Читать книгу Astronomy: The Science of the Heavenly Bodies - David P. Todd - Страница 17
CHAPTER XIII
NEWTON AND MOTION
Оглавление"How is it that you are able to make these great discoveries?" was once asked of Sir Isaac Newton, facile princeps of all philosophers, and the discoverer of the great law of universal gravitation.
"By perpetually thinking about them," was Newton's terse and illuminating reply. He had set for himself the definite problem of Kepler's laws: why is it that they are true, and is there not some single, general law that will embody all the circumstances of the planetary motions?
Newton was born in 1643, the year after the death of Galileo. He had a thorough training in the mathematics of his day, and addressed himself first to an investigation and definite formulation of the general laws of motion, which he found to be three in number, and which he was able to put in very simple terms. The first one is: Any body, once it is set in motion, will continue to move forward in a straight line with a uniform velocity forever, provided it is acted upon by no force whatever. In other words, a state of motion is as natural as a state of rest (rest in relation to things everywhere adjacent) in which we find all things in general.
Here on earth where gravity itself pulls all objects downward toward the earth, and where resistance of the air tends to hold a moving body back and bring it to rest, and where friction from contact with whatever material substance may be in its path is perpetually tending to neutralize all motion—with all three of these forces always at work to stop a moving body, the truth of this first and fundamental law of motion was not apparent on the surface.
Till Galileo's time everyone had made the mistake of supposing that some force or other must be acting continually on every moving body to keep it in motion. Ptolemy, Copernicus, Kepler, Leonardo da Vinci—all failed to see the truth of this law which Newton developed in the immortal Principia. And at the present day it is not always easy to accept at first, although the progress of mechanical science, by reducing friction and resistance, has produced machines in which motion of large masses may be kept up indefinitely with the application of only the merest minimum of force.
Once a planet is set in motion round the sun, it would go on forever through frictionless, non-resistant space; but there must be a central force, as Huygens saw clearly, to hold it in its orbit. Otherwise it would at any moment take the direction of a tangent to the orbit. Here is where Newton's second law of motion comes in, and he formulated it with great definiteness. When any force acts on a moving body, its deviation from a straight line will be in the direction of the force applied and proportional to that force.
In accord with this law, Newton first began to inquire whether the force of attraction here on earth, which everyone commonly recognizes as gravity, drawing all things down toward the center of the earth, might not extend upward indefinitely. It is found in operation on the summits of mountain peaks, and the clouds above them and the rain falling from them are obviously drawn downward by the same force. May it not extend outward into space, even as far as the moon?
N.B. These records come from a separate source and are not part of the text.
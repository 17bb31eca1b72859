//! Baker public keys, refreshed once per cycle.

use std::collections::HashMap;
use std::sync::{Arc, RwLock};

use tracing::info;

use crate::error::Result;
use crate::indexer::IndexerApi;

/// Address to public key map, replaced wholesale on refresh.
///
/// Readers get an `Arc` snapshot, so a concurrent refresh is observed
/// either entirely or not at all.
#[derive(Debug)]
pub struct DelegateCache {
    blocks_per_cycle: u64,
    keys: RwLock<Arc<HashMap<String, String>>>,
    refreshed_cycle: RwLock<Option<u64>>,
}

impl DelegateCache {
    /// Create an empty cache for a network with the given cycle length.
    pub fn new(blocks_per_cycle: u64) -> Self {
        Self {
            blocks_per_cycle,
            keys: RwLock::new(Arc::new(HashMap::new())),
            refreshed_cycle: RwLock::new(None),
        }
    }

    fn cycle(&self, level: u64) -> u64 {
        level.checked_div(self.blocks_per_cycle).unwrap_or(0)
    }

    /// Current snapshot.
    pub fn snapshot(&self) -> Arc<HashMap<String, String>> {
        match self.keys.read() {
            Ok(keys) => Arc::clone(&keys),
            Err(poisoned) => Arc::clone(&poisoned.into_inner()),
        }
    }

    /// Public key of `address`, if cached.
    pub fn public_key(&self, address: &str) -> Option<String> {
        self.snapshot().get(address).cloned()
    }

    /// Whether `level` starts a cycle the cache was not refreshed for.
    pub fn needs_refresh(&self, level: u64) -> bool {
        let refreshed = *self.refreshed_cycle.read().unwrap_or_else(|e| e.into_inner());
        match refreshed {
            None => true,
            Some(cycle) => self.cycle(level) > cycle,
        }
    }

    /// Replace the mapping with the indexer's delegate list.
    pub async fn refresh(&self, indexer: &dyn IndexerApi, level: u64) -> Result<usize> {
        let delegates = indexer.delegates().await?;
        let keys: HashMap<String, String> = delegates
            .into_iter()
            .map(|d| (d.address, d.public_key))
            .collect();
        let count = keys.len();

        *self.keys.write().unwrap_or_else(|e| e.into_inner()) = Arc::new(keys);
        *self.refreshed_cycle.write().unwrap_or_else(|e| e.into_inner()) = Some(self.cycle(level));

        info!("Delegate cache refreshed at level {} ({} keys)", level, count);
        Ok(count)
    }

    /// Refresh if `level` is in a cycle newer than the cached one.
    pub async fn ensure_fresh(&self, indexer: &dyn IndexerApi, level: u64) -> Result<()> {
        if self.needs_refresh(level) {
            self.refresh(indexer, level).await?;
        }
        Ok(())
    }
}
This was an audacious question, but Newton not only asked, but tried to answer it in the year 1665, when he was only twenty-three. On the surface of the earth this attraction is strong enough to draw a falling body downward through a vertical space of sixteen feet in a second of time. What ought it to be at the distance of the moon. The distance of the moon in Newton's time was better known in terms of the earth's size than was the size of the earth itself: the earth's radius was known to be one-sixtieth of the moon's distance, but the earth's diameter was thought to be something under 7,000 miles, so that Newton's first calculations were most disappointing, and he laid them aside for nearly twenty years.
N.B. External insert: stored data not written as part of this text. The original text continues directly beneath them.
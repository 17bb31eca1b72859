//! Endorsement baker resolution.
//!
//! An endorsement does not name its signer. The resolver rebuilds the
//! signed bytes, hashes them under the chain watermark, and tries the public
//! key of every baker holding endorsing rights until one verifies.

use std::num::NonZeroUsize;
use std::sync::Arc;

use lru::LruCache;
use tracing::{debug, info, warn};
use tzmempool_core::{forge, signature};

use crate::delegates::DelegateCache;
use crate::error::Result;
use crate::indexer::IndexerApi;
use crate::ledger::{self, OperationLedger, PendingEndorsement};

/// Endorsements examined per pass.
pub const DEFAULT_BATCH: usize = 1000;

/// Chain ids whose watermark is kept.
const WATERMARK_CACHE_SIZE: usize = 8;

/// Outcome of one resolver pass.
#[derive(Debug, Clone, Copy, Default, PartialEq, Eq)]
pub struct ResolveStats {
    /// Endorsements that got a baker
    pub resolved: usize,
    /// Endorsements left for a later pass
    pub skipped: usize,
    /// Signature checks performed
    pub verifications: usize,
}

/// Assigns bakers to endorsements of one network.
pub struct BakerResolver {
    network: String,
    chain_id: String,
    indexer: Arc<dyn IndexerApi>,
    ledger: OperationLedger,
    delegates: Arc<DelegateCache>,
    watermarks: LruCache<String, Vec<u8>>,
    /// Rights of the last level asked for
    rights: Option<(u64, Vec<String>)>,
    batch: usize,
    /// Last row examined, so unresolvable rows do not hold back newer ones
    cursor: Option<(u64, String)>,
}

impl BakerResolver {
    /// Create a resolver for `network`, whose chain id is `chain_id`.
    pub fn new(
        network: impl Into<String>,
        chain_id: impl Into<String>,
        indexer: Arc<dyn IndexerApi>,
        ledger: OperationLedger,
        delegates: Arc<DelegateCache>,
    ) -> Self {
        Self {
            network: network.into(),
            chain_id: chain_id.into(),
            indexer,
            ledger,
            delegates,
            watermarks: LruCache::new(
                NonZeroUsize::new(WATERMARK_CACHE_SIZE).unwrap_or(NonZeroUsize::MIN),
            ),
            rights: None,
            batch: DEFAULT_BATCH,
            cursor: None,
        }
    }

    /// Limit the number of endorsements examined per pass.
    pub fn with_batch(mut self, batch: usize) -> Self {
        self.batch = batch.max(1);
        self
    }

    fn watermark(&mut self) -> Result<Vec<u8>> {
        if let Some(watermark) = self.watermarks.get(&self.chain_id) {
            return Ok(watermark.clone());
        }
        let watermark = forge::chain_watermark(&self.chain_id)?;
        self.watermarks.put(self.chain_id.clone(), watermark.clone());
        Ok(watermark)
    }

    async fn rights_for(&mut self, level: u64) -> Result<&[String]> {
        let cached = matches!(&self.rights, Some((cached, _)) if *cached == level);
        if !cached {
            let rights = self.indexer.consensus_rights(level).await?;
            debug!("Fetched {} endorsing rights for level {}", rights.len(), level);
            self.rights = Some((level, rights));
        }
        Ok(self.rights.as_ref().map(|(_, r)| r.as_slice()).unwrap_or_default())
    }

    /// Find the baker of one endorsement.
    ///
    /// `Ok(None)` means no cached key matched; the endorsement is retried
    /// on a later pass.
    async fn resolve_one(
        &mut self,
        endorsement: &PendingEndorsement,
        stats: &mut ResolveStats,
    ) -> Result<Option<String>> {
        self.delegates
            .ensure_fresh(self.indexer.as_ref(), endorsement.level)
            .await?;

        let bytes = forge::endorsement_bytes(&endorsement.branch, endorsement.level)?;
        let digest = forge::signing_digest(&self.watermark()?, &bytes);

        let keys = self.delegates.snapshot();
        let rights = self.rights_for(endorsement.level + 1).await?;
        for address in rights {
            let Some(public_key) = keys.get(address) else {
                continue;
            };
            stats.verifications += 1;
            if signature::verify(public_key, &endorsement.signature, &digest) {
                return Ok(Some(address.clone()));
            }
        }
        Ok(None)
    }

    /// Run one pass over the next batch of endorsements without a baker.
    ///
    /// Passes page through the pending rows and start over from the lowest
    /// level after the last page. A failure on one endorsement is logged and
    /// does not stop the pass; only failing to list the endorsements is an error.
    pub async fn resolve_pending(&mut self) -> Result<ResolveStats> {
        let after = self.cursor.as_ref().map(|(level, hash)| (*level, hash.as_str()));
        let pending = ledger::blocking(|| {
            self.ledger
                .endorsements_without_baker(&self.network, after, self.batch)
        })?;
        self.cursor = if pending.len() < self.batch {
            None
        } else {
            pending.last().map(|e| (e.stored_level, e.hash.clone()))
        };
        let mut stats = ResolveStats::default();

        for endorsement in &pending {
            match self.resolve_one(endorsement, &mut stats).await {
                Ok(Some(baker)) => {
                    let assigned = ledger::blocking(|| {
                        self.ledger.set_baker(&self.network, &endorsement.hash, &baker)
                    })?;
                    if assigned {
                        stats.resolved += 1;
                        debug!(
                            "[{}] Endorsement {} at level {} signed by {}",
                            self.network, endorsement.hash, endorsement.level, baker
                        );
                    }
                }
                Ok(None) => stats.skipped += 1,
                Err(e) => {
                    stats.skipped += 1;
                    warn!(
                        "[{}] Cannot resolve baker of {} at level {}: {}",
                        self.network, endorsement.hash, endorsement.level, e
                    );
                }
            }
        }

        if stats.resolved > 0 {
            info!(
                "[{}] Resolved {} endorsement bakers ({} pending)",
                self.network, stats.resolved, stats.skipped
            );
        }
        Ok(stats)
    }
}
//! Kinds command implementation.

use colored::Colorize;
use tzmempool_core::OperationKind;

use crate::output;

/// Run the kinds command.
pub fn run() -> i32 {
    output::header("Supported Operation Kinds");

    println!();
    println!(
        "{:<32} {:<24} {}",
        "Tag".bold(),
        "Indexer type".bold(),
        "Table".bold()
    );
    println!("{}", "─".repeat(76).dimmed());

    for kind in OperationKind::ALL {
        println!(
            "{:<32} {:<24} {}",
            kind.tag().green(),
            kind.indexer_type(),
            kind.table().dimmed()
        );
    }

    println!();
    output::hint("List tags or indexer types under `kinds` in a [[networks]] entry.");

    0
}
//! Mempool polling.
//!
//! One polling loop per node endpoint. Each iteration checks that the node
//! is not behind the confirmed chain, reads its pending operations and
//! pushes them onto a shared bounded queue; a full queue blocks the poller.

use std::sync::atomic::{AtomicU64, Ordering};
use std::sync::Arc;
use std::time::Duration;

use tokio::sync::mpsc;
use tokio::task::JoinHandle;
use tokio_util::sync::CancellationToken;
use tracing::{debug, info, warn};
use tzmempool_core::MempoolOperation;

use crate::error::{Result, SyncError};
use crate::node::NodeApi;

/// Capacity of the queue shared by all pollers of a network.
pub const QUEUE_CAPACITY: usize = 1024;

/// Create the queue pollers write to.
pub fn channel() -> (mpsc::Sender<MempoolOperation>, mpsc::Receiver<MempoolOperation>) {
    mpsc::channel(QUEUE_CAPACITY)
}

/// Concurrent pollers over a network's nodes.
pub struct MempoolReceiver {
    network: String,
    nodes: Vec<Arc<dyn NodeApi>>,
    interval: Duration,
    confirmed_level: Arc<AtomicU64>,
}

impl MempoolReceiver {
    /// Create a receiver polling `nodes` every `interval`.
    pub fn new(network: impl Into<String>, nodes: Vec<Arc<dyn NodeApi>>, interval: Duration) -> Self {
        Self {
            network: network.into(),
            nodes,
            interval,
            confirmed_level: Arc::new(AtomicU64::new(0)),
        }
    }

    /// Shared handle on the last known confirmed level.
    pub fn confirmed_level(&self) -> Arc<AtomicU64> {
        Arc::clone(&self.confirmed_level)
    }

    /// Update the last known confirmed level.
    pub fn set_confirmed_level(&self, level: u64) {
        self.confirmed_level.store(level, Ordering::Relaxed);
    }

    /// Poll `node` once and push every pending operation to `tx`.
    ///
    /// Returns the number of operations sent.
    pub async fn poll_once(
        node: &dyn NodeApi,
        confirmed_level: u64,
        tx: &mpsc::Sender<MempoolOperation>,
    ) -> Result<usize> {
        let header = node.header().await?;
        if header.level + 1 < confirmed_level {
            return Err(SyncError::StaleNode {
                url: node.url().to_string(),
                node_level: header.level,
                confirmed_level,
            });
        }

        let operations = node.pending_operations().await?;
        let mut sent = 0;
        for mut operation in operations {
            operation.level = header.level;
            tx.send(operation)
                .await
                .map_err(|_| SyncError::ChannelClosed("mempool queue"))?;
            sent += 1;
        }
        Ok(sent)
    }

    /// Start one polling task per node.
    pub fn spawn(
        self,
        tx: mpsc::Sender<MempoolOperation>,
        cancel: CancellationToken,
    ) -> Vec<JoinHandle<()>> {
        self.nodes
            .iter()
            .map(|node| {
                let node = Arc::clone(node);
                let tx = tx.clone();
                let cancel = cancel.clone();
                let network = self.network.clone();
                let confirmed = Arc::clone(&self.confirmed_level);
                let interval = self.interval;

                tokio::spawn(async move {
                    info!("[{}] Polling mempool of {}", network, node.url());
                    loop {
                        let level = confirmed.load(Ordering::Relaxed);
                        match Self::poll_once(node.as_ref(), level, &tx).await {
                            Ok(sent) => debug!("[{}] {} pending operations from {}", network, sent, node.url()),
                            Err(SyncError::ChannelClosed(_)) => break,
                            Err(e) => warn!("[{}] Mempool poll of {} failed: {}", network, node.url(), e),
                        }

                        tokio::select! {
                            _ = cancel.cancelled() => break,
                            _ = tokio::time::sleep(interval) => {}
                        }
                    }
                    info!("[{}] Stopped polling {}", network, node.url());
                })
            })
            .collect()
    }
}
//! Error types for the tzmempool core library.
//!
//! This module defines the errors raised while decoding base58check
//! values, forging bytes, and configuring core structures.

use thiserror::Error;

/// Errors that can occur in core operations.
#[derive(Debug, Error)]
pub enum CoreError {
    /// Base58check decoding failed (bad alphabet or checksum).
    #[error("Invalid base58check string '{input}': {reason}")]
    InvalidBase58 {
        /// The offending input
        input: String,
        /// Why decoding failed
        reason: String,
    },

    /// The decoded value does not start with the expected prefix.
    #[error("Value '{input}' does not carry the '{expected}' prefix")]
    UnexpectedPrefix {
        /// The offending input
        input: String,
        /// Textual prefix that was expected
        expected: &'static str,
    },

    /// The decoded payload has the wrong size.
    #[error("Payload of '{input}' is {actual} bytes, expected {expected}")]
    InvalidLength {
        /// The offending input
        input: String,
        /// Expected payload length
        expected: usize,
        /// Actual payload length
        actual: usize,
    },

    /// A level does not fit the 4-byte forged representation.
    #[error("Level {0} does not fit into a forged int32")]
    LevelOverflow(u64),

    /// Unknown operation kind tag.
    #[error("Unknown operation kind: '{0}'")]
    UnknownKind(String),

    /// Unknown operation status.
    #[error("Unknown operation status: '{0}'")]
    UnknownStatus(String),

    /// Configuration error (empty kind list, zero capacity, ...).
    #[error("Configuration error: {0}")]
    Config(String),
}

/// Result type alias for core operations.
pub type Result<T> = std::result::Result<T, CoreError>;

#[cfg(test)]
mod tests {
    use super::*;

    #[test]
    fn test_error_display() {
        let err = CoreError::InvalidLength {
            input: "Bxyz".to_string(),
            expected: 32,
            actual: 31,
        };
        assert!(err.to_string().contains("31 bytes"));
        assert!(err.to_string().contains("expected 32"));
    }

    #[test]
    fn test_level_overflow_error() {
        let err = CoreError::LevelOverflow(u64::MAX);
        assert!(err.to_string().contains("int32"));
    }
}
Meanwhile the French astronomers led by Picard had measured the earth anew, and showed it to be nearly 8,000 miles in diameter. As soon as Newton learned of this, he revised his calculations, and found that by the law of the inverse square the moon, in one second, should fall away from a tangent to its orbit one thirty-six hundredth of sixteen feet.
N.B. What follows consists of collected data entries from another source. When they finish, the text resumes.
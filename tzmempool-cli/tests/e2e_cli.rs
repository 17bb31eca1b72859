use std::path::PathBuf;

use assert_cmd::Command;
use predicates::prelude::*;
use tempfile::TempDir;

struct TestEnv {
    dir: TempDir,
}

impl TestEnv {
    fn new() -> Self {
        Self {
            dir: TempDir::new().unwrap(),
        }
    }

    fn write_config(&self, text: &str) -> PathBuf {
        let path = self.dir.path().join("tzmempool.toml");
        std::fs::write(&path, text).unwrap();
        path
    }

    fn tzmempool(&self) -> Command {
        let mut cmd = Command::cargo_bin("tzmempool").unwrap();
        cmd.current_dir(self.dir.path());
        cmd.env("NO_COLOR", "1");
        cmd.env_remove("TZMEMPOOL_CONFIG");
        cmd
    }
}

const VALID: &str = r#"
[database]
path = "tz.db"

[settings]
expired_after_blocks = 120

[[networks]]
name = "ghostnet"
indexer_url = "${TZ_INDEXER}"
nodes = ["http://127.0.0.1:8732"]
kinds = ["transaction", "endorsement"]
accounts = ["tz1VSUr8wwNhLAzempoch5d6hLRiTh8Cjcjb"]
"#;

#[test]
fn test_help() {
    TestEnv::new()
        .tzmempool()
        .arg("--help")
        .assert()
        .success()
        .stdout(predicate::str::contains("check-config"))
        .stdout(predicate::str::contains("kinds"));
}

#[test]
fn test_kinds_lists_every_tag() {
    TestEnv::new()
        .tzmempool()
        .arg("kinds")
        .assert()
        .success()
        .stdout(predicate::str::contains("transaction"))
        .stdout(predicate::str::contains("seed_nonce_revelation"))
        .stdout(predicate::str::contains("vdf_revelation"));
}

#[test]
fn test_check_config_summary() {
    let env = TestEnv::new();
    let path = env.write_config(VALID);

    env.tzmempool()
        .env("TZ_INDEXER", "https://api.ghostnet.tzkt.io")
        .arg("check-config")
        .arg("--config")
        .arg(&path)
        .assert()
        .success()
        .stdout(predicate::str::contains("Network ghostnet"))
        .stdout(predicate::str::contains("https://api.ghostnet.tzkt.io/v1/ws"))
        .stdout(predicate::str::contains("120 blocks"))
        .stdout(predicate::str::contains("Configuration is valid"));
}

#[test]
fn test_check_config_default_path() {
    let env = TestEnv::new();
    env.write_config(VALID);

    env.tzmempool()
        .env("TZ_INDEXER", "https://api.ghostnet.tzkt.io")
        .arg("check-config")
        .assert()
        .success();
}

#[test]
fn test_check_config_missing_variable() {
    let env = TestEnv::new();
    let path = env.write_config(VALID);

    env.tzmempool()
        .env_remove("TZ_INDEXER")
        .arg("check-config")
        .arg("--config")
        .arg(&path)
        .assert()
        .failure()
        .stderr(predicate::str::contains("TZ_INDEXER"));
}

#[test]
fn test_check_config_unknown_kind() {
    let env = TestEnv::new();
    let path = env.write_config(&VALID.replace("\"endorsement\"", "\"transfer\""));

    env.tzmempool()
        .env("TZ_INDEXER", "https://api.ghostnet.tzkt.io")
        .arg("check-config")
        .arg("--config")
        .arg(&path)
        .assert()
        .failure()
        .stderr(predicate::str::contains("transfer"));
}

#[test]
fn test_check_config_missing_file() {
    let env = TestEnv::new();
    env.tzmempool()
        .arg("check-config")
        .arg("--config")
        .arg(env.dir.path().join("absent.toml"))
        .assert()
        .failure()
        .stderr(predicate::str::contains("cannot read"));
}

#[test]
fn test_run_refuses_invalid_config() {
    let env = TestEnv::new();
    let path = env.write_config("[database]\nkind = \"postgres\"\n");

    env.tzmempool()
        .arg("run")
        .arg("--config")
        .arg(&path)
        .assert()
        .failure()
        .stderr(predicate::str::contains("postgres"));
    assert!(!env.dir.path().join("tz.db").exists());
}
This accorded exactly with his original supposition that the earth's attraction extended to the moon. So he concluded that the force which makes a stone fall, or an apple, as the story goes, is the same force that holds the moon in its orbit, and that this force diminishes in the exact proportion that the square of the distance from the earth's center increases. The moon, indeed, becomes a falling body; only, as Kingdon Clifford puts it: "She is going so fast and is so far off that she falls quite around to the other side of the earth, instead of hitting it; and so goes on forever."